CELLULOSE is another polysaccharide and is found in the cell walls of foods such as fruit and vegetables. It becomes tender when cooked but humans cannot digest it. However , it provides the body with roughage, which forms bulk in the intensine and stimulates bowel actions. 
Lack of excess of carbohydrate in the body can be harmful.
-----Disaccharides consist of two sugar units or monosaccride, whereas polysaccharides consist of many monosaccharides, Disaccharides therefore do not need to be broken down as much as polysaccharides before they can be used by the body.

Examples of disaccharides are sucrose found in sugarcane, and lactose which found in milk.
Monosacrides are the simplest forms of carbohydrates digestion, fructose, which is found in some fruit and honey and galactose, which is found together with lactose in milk.
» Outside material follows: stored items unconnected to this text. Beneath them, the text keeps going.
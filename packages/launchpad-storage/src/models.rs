use time::OffsetDateTime;
use uuid::Uuid;

use launchpad_domain::{
	Listing, ProfileSummary, TagSet,
	discussion::{CommentRecord, VoteRecord},
};

#[derive(Debug, sqlx::FromRow)]
pub struct StartupRow {
	pub id: Uuid,
	pub slug: String,
	pub name: String,
	pub short_description: Option<String>,
	pub description: Option<String>,
	pub tags: Option<Vec<String>>,
	pub funding_stage: Option<String>,
	pub location: Option<String>,
	pub website_url: Option<String>,
	pub image_url: Option<String>,
	pub likes: i64,
	pub views: i64,
	pub founder_id: Option<Uuid>,
	pub created_at: OffsetDateTime,
	pub founder_profile_id: Option<Uuid>,
	pub founder_full_name: Option<String>,
	pub founder_avatar_url: Option<String>,
}
impl From<StartupRow> for Listing {
	fn from(row: StartupRow) -> Self {
		let founder = row.founder_profile_id.map(|_| ProfileSummary {
			full_name: row.founder_full_name,
			avatar_url: row.founder_avatar_url,
		});

		Self {
			id: row.id,
			slug: row.slug,
			name: row.name,
			short_description: row.short_description,
			description: row.description,
			tags: TagSet::from(row.tags),
			funding_stage: row.funding_stage,
			location: row.location,
			website_url: row.website_url,
			image_url: row.image_url,
			likes: row.likes,
			views: row.views,
			founder_id: row.founder_id,
			founder,
			created_at: row.created_at,
		}
	}
}

#[derive(Debug, Clone, sqlx::FromRow)]
pub struct ProfileRow {
	pub id: Uuid,
	pub email: String,
	pub full_name: Option<String>,
	pub avatar_url: Option<String>,
	pub role: Option<String>,
	pub location: Option<String>,
	pub created_at: OffsetDateTime,
	pub updated_at: OffsetDateTime,
}

#[derive(Debug, Clone, sqlx::FromRow)]
pub struct PreferencesRow {
	pub profile_id: Uuid,
	pub tags: Option<Vec<String>>,
	pub stage: Option<String>,
	pub location: Option<String>,
	pub created_at: OffsetDateTime,
}

#[derive(Debug, sqlx::FromRow)]
pub struct CommentRow {
	pub id: Uuid,
	pub startup_id: Uuid,
	pub parent_id: Option<Uuid>,
	pub user_id: Uuid,
	pub content: String,
	pub created_at: OffsetDateTime,
	pub author_profile_id: Option<Uuid>,
	pub author_full_name: Option<String>,
	pub author_avatar_url: Option<String>,
}
impl From<CommentRow> for CommentRecord {
	fn from(row: CommentRow) -> Self {
		let author = row.author_profile_id.map(|_| ProfileSummary {
			full_name: row.author_full_name,
			avatar_url: row.author_avatar_url,
		});

		Self {
			id: row.id,
			parent_id: row.parent_id,
			user_id: row.user_id,
			content: row.content,
			created_at: row.created_at,
			author,
		}
	}
}

#[derive(Debug, sqlx::FromRow)]
pub struct VoteRow {
	pub comment_id: Uuid,
	pub user_id: Uuid,
	pub vote_type: i16,
}
impl From<VoteRow> for VoteRecord {
	fn from(row: VoteRow) -> Self {
		Self { comment_id: row.comment_id, user_id: row.user_id, vote_type: row.vote_type }
	}
}
use std::sync::Arc;

use launchpad_service::LaunchpadService;
use launchpad_storage::db::Db;

#[derive(Clone)]
pub struct AppState {
	pub service: Arc<LaunchpadService>,
}
impl AppState {
	pub async fn new(config: launchpad_config::Config) -> color_eyre::Result<Self> {
		let db = Db::connect(&config.storage.postgres).await?;

		db.ensure_schema().await?;

		Ok(Self::from_service(LaunchpadService::new(config, db)))
	}

	pub fn from_service(service: LaunchpadService) -> Self {
		Self { service: Arc::new(service) }
	}
}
THE SOURCES OF CARBOHYDRATES
The chief dietary sources of carbohydrates are :
  • Cereals e.g rice, maize, guinea corn, millet , wheat, barley and oats.
  • Starchy roots and fruits e.g yams, cassava, sweet potatoes , plantains and banana
  • Fruit and Honey.
THE FUNCTIONS OF CARBOHYDRATES
The functions are :
  • They provide energy , which is used by the body for the heat and bases metabolism
  • Carbohydrates satisfy hunger 
  • They are bulky and cheap
  • Carbohydrates maintain the glucose level in the blood 
  • As long as carbohydrate intake is insufficient , protein will not be used to produce energy.
  • Indigestible parts of carbohydrates i.e cellulose , provides bulk in the intestine which aids in the elimination of waste products.
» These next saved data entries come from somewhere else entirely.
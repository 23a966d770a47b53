use uuid::Uuid;

use crate::{
	Result,
	db::Db,
	models::{PreferencesRow, ProfileRow},
};

const PROFILE_COLUMNS: &str =
	"id, email, full_name, avatar_url, role, location, created_at, updated_at";

pub async fn find_profile_by_email(db: &Db, email: &str) -> Result<Option<ProfileRow>> {
	let row = sqlx::query_as::<_, ProfileRow>(&format!(
		"SELECT {PROFILE_COLUMNS} FROM profiles WHERE email = $1"
	))
	.bind(email)
	.fetch_optional(&db.pool)
	.await?;

	Ok(row)
}

pub async fn find_profile_by_id(db: &Db, profile_id: Uuid) -> Result<Option<ProfileRow>> {
	let row = sqlx::query_as::<_, ProfileRow>(&format!(
		"SELECT {PROFILE_COLUMNS} FROM profiles WHERE id = $1"
	))
	.bind(profile_id)
	.fetch_optional(&db.pool)
	.await?;

	Ok(row)
}

pub async fn find_preferences(db: &Db, profile_id: Uuid) -> Result<Option<PreferencesRow>> {
	let row = sqlx::query_as::<_, PreferencesRow>(
		"\
SELECT profile_id, tags, stage, location, created_at
FROM user_preferences
WHERE profile_id = $1",
	)
	.bind(profile_id)
	.fetch_optional(&db.pool)
	.await?;

	Ok(row)
}

/// Stores a profile's onboarding preferences.
///
/// Returns `None` when the profile already has preferences; the existing row is left untouched.
pub async fn insert_preferences(
	db: &Db,
	profile_id: Uuid,
	tags: &[String],
	stage: Option<&str>,
	location: Option<&str>,
) -> Result<Option<PreferencesRow>> {
	let row = sqlx::query_as::<_, PreferencesRow>(
		"\
INSERT INTO user_preferences (profile_id, tags, stage, location)
VALUES ($1, $2, $3, $4)
ON CONFLICT (profile_id) DO NOTHING
RETURNING profile_id, tags, stage, location, created_at",
	)
	.bind(profile_id)
	.bind(tags)
	.bind(stage)
	.bind(location)
	.fetch_optional(&db.pool)
	.await?;

	Ok(row)
}

/// Creates the profile for `email`, or updates the existing one in place.
///
/// Absent optional fields keep their stored values; `updated_at` is always refreshed.
pub async fn upsert_profile(
	db: &Db,
	email: &str,
	full_name: &str,
	avatar_url: Option<&str>,
	role: Option<&str>,
	location: Option<&str>,
) -> Result<ProfileRow> {
	let row = sqlx::query_as::<_, ProfileRow>(&format!(
		"\
INSERT INTO profiles (email, full_name, avatar_url, role, location)
VALUES ($1, $2, $3, $4, $5)
ON CONFLICT (email) DO UPDATE
SET
	full_name = EXCLUDED.full_name,
	avatar_url = COALESCE(EXCLUDED.avatar_url, profiles.avatar_url),
	role = COALESCE(EXCLUDED.role, profiles.role),
	location = COALESCE(EXCLUDED.location, profiles.location),
	updated_at = now()
RETURNING {PROFILE_COLUMNS}"
	))
	.bind(email)
	.bind(full_name)
	.bind(avatar_url)
	.bind(role)
	.bind(location)
	.fetch_one(&db.pool)
	.await?;

	Ok(row)
}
THE DIGESTION AND ABSORPTION OF CARBOHYDRATES
The digestion and absorption of carbohydrates starts in the mouth where the enzymes pryalin begins the conversation of all cooked starches into maltose. The food then passes to the stomach , where hydrochloric acids inactivates ptyalin. When it reaches the upper part of the small intenstine amylase , the enzyme in the pancreatic juice , converts all starches into maltose. Lower down in the small intenstine , the enzymes sucrose , maltase and lactase complete the conversation of the sugars into glucose which is the end product of carbohydrates of digestion.
The glucose is then absorbed into the venous capillaries of the villi in the small intenstine and conveyed via the portal circulation to the liver. In the carbohydrate metabolism , glucose combines with oxygen in the tissue cells and produce energy and heat. Carbon dioxide and water are the end product of this reaction between glucose and oxygen and are removed from the body as waste . Excess glucose is converted int glycogen by the liver and stored in the muscles for the muscles for use in times of need.
        If too much carbohydrate  is eaten frequently, a certain amount will be deposited as fats depots of the body and the individual becomes obese. As we have said , obesity resulting from this poor nutritional habit is a form of malnutrition.
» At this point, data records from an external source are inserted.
use serde::{Deserialize, Serialize};
use time::OffsetDateTime;
use uuid::Uuid;

use launchpad_domain::TagSet;
use launchpad_storage::models::{PreferencesRow, ProfileRow};

use crate::{
	Error, LaunchpadService, Result, non_blank,
	store::{NewPreferences, NewProfile},
};

#[derive(Debug, Clone, Default, Deserialize)]
pub struct ProfileQuery {
	pub email: Option<String>,
	pub id: Option<Uuid>,
}

#[derive(Debug, Clone, PartialEq, Eq, Serialize)]
pub struct Profile {
	pub id: Uuid,
	pub email: String,
	pub full_name: Option<String>,
	pub avatar_url: Option<String>,
	pub role: Option<String>,
	pub location: Option<String>,
	#[serde(with = "time::serde::rfc3339")]
	pub created_at: OffsetDateTime,
	#[serde(with = "time::serde::rfc3339")]
	pub updated_at: OffsetDateTime,
}
impl From<ProfileRow> for Profile {
	fn from(row: ProfileRow) -> Self {
		Self {
			id: row.id,
			email: row.email,
			full_name: row.full_name,
			avatar_url: row.avatar_url,
			role: row.role,
			location: row.location,
			created_at: row.created_at,
			updated_at: row.updated_at,
		}
	}
}

/// An unknown profile is `null`, not an error.
#[derive(Debug, Clone, PartialEq, Eq, Serialize)]
pub struct ProfileResponse {
	pub profile: Option<Profile>,
}

#[derive(Debug, Clone, Default, Deserialize)]
pub struct ProfileRequest {
	pub email: Option<String>,
	pub full_name: Option<String>,
	pub avatar_url: Option<String>,
	pub role: Option<String>,
	pub location: Option<String>,
}

#[derive(Debug, Clone, PartialEq, Eq, Serialize)]
pub struct SaveProfileResponse {
	pub message: String,
	pub profile: Profile,
}

#[derive(Debug, Clone, Default, Deserialize)]
pub struct OnboardingRequest {
	pub email: Option<String>,
	#[serde(default)]
	pub tags: TagSet,
	#[serde(alias = "size")]
	pub stage: Option<String>,
	pub location: Option<String>,
}

#[derive(Debug, Clone, PartialEq, Eq, Serialize)]
pub struct Preferences {
	pub profile_id: Uuid,
	pub tags: TagSet,
	pub stage: Option<String>,
	pub location: Option<String>,
	#[serde(with = "time::serde::rfc3339")]
	pub created_at: OffsetDateTime,
}
impl From<PreferencesRow> for Preferences {
	fn from(row: PreferencesRow) -> Self {
		Self {
			profile_id: row.profile_id,
			tags: TagSet::from(row.tags),
			stage: row.stage,
			location: row.location,
			created_at: row.created_at,
		}
	}
}

impl LaunchpadService {
	/// Looks a profile up by id, or by email when no id is given.
	pub async fn profile(&self, query: ProfileQuery) -> Result<ProfileResponse> {
		let row = match (query.id, non_blank(query.email.as_deref())) {
			(Some(id), _) => self.store.find_profile_by_id(id).await?,
			(None, Some(email)) => self.store.find_profile_by_email(email).await?,
			(None, None) => return Err(Error::invalid("email or id is required.")),
		};

		Ok(ProfileResponse { profile: row.map(Profile::from) })
	}

	/// Creates the profile for the email, or updates it when one already exists.
	pub async fn save_profile(&self, req: ProfileRequest) -> Result<SaveProfileResponse> {
		let (Some(email), Some(full_name)) =
			(non_blank(req.email.as_deref()), non_blank(req.full_name.as_deref()))
		else {
			return Err(Error::invalid("Full name and email are required."));
		};
		let profile = NewProfile {
			email: email.to_string(),
			full_name: full_name.to_string(),
			avatar_url: non_blank(req.avatar_url.as_deref()).map(str::to_string),
			role: non_blank(req.role.as_deref()).map(str::to_string),
			location: non_blank(req.location.as_deref()).map(str::to_string),
		};
		let row = self.store.upsert_profile(&profile).await?;

		tracing::info!(profile_id = %row.id, "Profile saved.");

		Ok(SaveProfileResponse {
			message: "Profile saved successfully.".to_string(),
			profile: Profile::from(row),
		})
	}

	/// Stores onboarding preferences once per profile.
	pub async fn save_preferences(&self, req: OnboardingRequest) -> Result<Preferences> {
		let email =
			non_blank(req.email.as_deref()).ok_or_else(|| Error::invalid("email is required."))?;
		let profile = self
			.store
			.find_profile_by_email(email)
			.await?
			.ok_or_else(|| Error::not_found("Profile not found."))?;
		let prefs = NewPreferences {
			profile_id: profile.id,
			tags: req.tags,
			stage: non_blank(req.stage.as_deref()).map(str::to_string),
			location: non_blank(req.location.as_deref()).map(str::to_string),
		};
		let saved = self
			.store
			.insert_preferences(&prefs)
			.await?
			.map(Preferences::from)
			.ok_or_else(|| Error::conflict("Preferences already exist for this profile."))?;

		tracing::info!(profile_id = %profile.id, tags = saved.tags.len(), "Preferences saved.");

		Ok(saved)
	}

	pub(crate) async fn require_profile(&self, profile_id: Uuid) -> Result<ProfileRow> {
		self.store
			.find_profile_by_id(profile_id)
			.await?
			.ok_or_else(|| Error::not_found("Profile not found."))
	}
}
EXCESSIVE SUPPLY OF CARBOHYDRATES

  1. Obesity 
  2. Diabetes Milieus
  3. Inadequate supply of carbohydrate may results to serious underweight 
  4. Inadequate supply of carbohydrate may also leads to disease called hypoglycemia

OBESITY
If there is excess carbohydrates in the body , this is converted to human facts and stored in the adipose tissues which can result in Obesity. The person looks excessively big and lumpish .
Note;The man body fat should be nothing less than 0-15%, while the woman body fat should be nothing less than 15-25%. Anything except this it is called excess fat. It is much in woman because of child bearing because after child bearing the pelvic girdle enlarges.


DIABETES MILIEUS
Excess carbohydrates can results to  diabetes milieus which is when the supply of sugar in the blood is too much. The person may become seriously sick or die.

INADEQUATE SUPPLY OF CARBOHYDRATE 
This may be result to serious underweight . The person will be skinning powerless and easily tired due to lack of adequate energy in the body.